(Stored data)
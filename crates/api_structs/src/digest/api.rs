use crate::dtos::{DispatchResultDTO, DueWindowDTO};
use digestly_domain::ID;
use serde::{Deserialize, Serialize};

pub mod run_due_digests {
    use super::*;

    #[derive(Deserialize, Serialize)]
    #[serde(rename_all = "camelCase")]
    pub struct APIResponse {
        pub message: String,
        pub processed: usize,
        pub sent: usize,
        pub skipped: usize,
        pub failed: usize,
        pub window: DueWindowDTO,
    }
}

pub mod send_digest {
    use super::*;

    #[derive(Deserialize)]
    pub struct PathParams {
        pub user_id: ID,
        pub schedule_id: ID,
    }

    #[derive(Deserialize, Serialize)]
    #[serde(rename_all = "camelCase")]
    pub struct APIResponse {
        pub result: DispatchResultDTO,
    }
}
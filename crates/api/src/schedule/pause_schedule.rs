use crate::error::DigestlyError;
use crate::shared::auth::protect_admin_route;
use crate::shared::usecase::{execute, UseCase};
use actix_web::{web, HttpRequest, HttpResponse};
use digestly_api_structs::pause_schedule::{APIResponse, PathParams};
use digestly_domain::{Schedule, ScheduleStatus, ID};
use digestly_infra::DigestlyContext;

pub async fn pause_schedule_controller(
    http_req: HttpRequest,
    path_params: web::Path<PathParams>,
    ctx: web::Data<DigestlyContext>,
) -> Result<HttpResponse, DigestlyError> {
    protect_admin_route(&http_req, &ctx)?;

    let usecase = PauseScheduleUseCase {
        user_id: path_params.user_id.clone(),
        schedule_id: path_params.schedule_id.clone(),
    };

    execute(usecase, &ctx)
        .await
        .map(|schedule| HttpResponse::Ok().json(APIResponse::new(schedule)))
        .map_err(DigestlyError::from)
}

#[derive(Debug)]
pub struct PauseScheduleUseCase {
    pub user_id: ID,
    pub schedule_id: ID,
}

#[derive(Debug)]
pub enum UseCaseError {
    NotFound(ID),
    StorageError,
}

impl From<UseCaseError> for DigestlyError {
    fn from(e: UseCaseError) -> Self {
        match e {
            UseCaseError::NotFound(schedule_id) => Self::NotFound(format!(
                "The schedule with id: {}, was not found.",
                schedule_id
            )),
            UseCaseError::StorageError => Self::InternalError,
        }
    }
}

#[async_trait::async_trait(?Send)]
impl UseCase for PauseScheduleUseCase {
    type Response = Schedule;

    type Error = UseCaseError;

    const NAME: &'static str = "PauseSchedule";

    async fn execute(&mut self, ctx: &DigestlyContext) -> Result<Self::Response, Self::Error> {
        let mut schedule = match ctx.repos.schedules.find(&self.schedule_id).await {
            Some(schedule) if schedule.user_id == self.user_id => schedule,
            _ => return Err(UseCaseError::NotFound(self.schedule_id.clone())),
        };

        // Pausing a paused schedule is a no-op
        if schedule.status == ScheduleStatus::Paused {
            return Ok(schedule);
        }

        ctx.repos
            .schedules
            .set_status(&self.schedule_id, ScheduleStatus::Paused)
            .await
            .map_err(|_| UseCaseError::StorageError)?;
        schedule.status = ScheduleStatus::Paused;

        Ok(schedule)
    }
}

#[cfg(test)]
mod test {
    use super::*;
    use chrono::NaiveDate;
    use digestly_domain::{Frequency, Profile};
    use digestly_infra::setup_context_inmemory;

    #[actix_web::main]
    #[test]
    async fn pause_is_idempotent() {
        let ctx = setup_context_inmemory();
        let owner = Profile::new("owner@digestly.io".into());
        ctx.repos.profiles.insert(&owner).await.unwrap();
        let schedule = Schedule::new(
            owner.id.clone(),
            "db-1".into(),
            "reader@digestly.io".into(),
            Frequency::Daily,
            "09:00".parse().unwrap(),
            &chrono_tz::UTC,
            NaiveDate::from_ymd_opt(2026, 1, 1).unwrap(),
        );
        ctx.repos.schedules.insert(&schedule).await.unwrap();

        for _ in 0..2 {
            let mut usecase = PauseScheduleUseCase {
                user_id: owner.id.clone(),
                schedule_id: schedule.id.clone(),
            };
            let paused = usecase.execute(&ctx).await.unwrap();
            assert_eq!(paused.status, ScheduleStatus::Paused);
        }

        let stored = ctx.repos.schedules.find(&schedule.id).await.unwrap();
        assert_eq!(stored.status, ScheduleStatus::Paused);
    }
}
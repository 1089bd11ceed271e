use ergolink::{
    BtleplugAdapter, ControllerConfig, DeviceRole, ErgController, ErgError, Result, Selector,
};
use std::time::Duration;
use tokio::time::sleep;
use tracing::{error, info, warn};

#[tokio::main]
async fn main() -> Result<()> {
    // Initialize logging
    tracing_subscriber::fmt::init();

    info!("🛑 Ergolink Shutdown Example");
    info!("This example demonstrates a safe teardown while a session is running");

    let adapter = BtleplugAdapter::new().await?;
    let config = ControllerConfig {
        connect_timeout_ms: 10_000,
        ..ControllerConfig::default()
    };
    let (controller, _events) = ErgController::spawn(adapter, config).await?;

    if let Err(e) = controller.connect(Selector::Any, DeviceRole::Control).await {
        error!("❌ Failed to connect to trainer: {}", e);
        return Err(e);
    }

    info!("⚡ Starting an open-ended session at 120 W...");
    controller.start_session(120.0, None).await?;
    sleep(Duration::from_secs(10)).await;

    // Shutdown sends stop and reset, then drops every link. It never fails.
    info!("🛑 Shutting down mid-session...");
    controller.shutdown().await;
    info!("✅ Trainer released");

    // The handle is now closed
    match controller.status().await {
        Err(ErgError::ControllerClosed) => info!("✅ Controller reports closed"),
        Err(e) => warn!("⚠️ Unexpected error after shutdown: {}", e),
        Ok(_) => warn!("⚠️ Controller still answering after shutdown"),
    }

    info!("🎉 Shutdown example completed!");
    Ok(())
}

**What you are asked to do:** Copy out all the lines of the records that include "DeviceRole".

**Result of the task:**
    BtleplugAdapter, ControllerConfig, DeviceRole, ErgController, ErgError, Result, Selector,
    if let Err(e) = controller.connect(Selector::Any, DeviceRole::Control).await {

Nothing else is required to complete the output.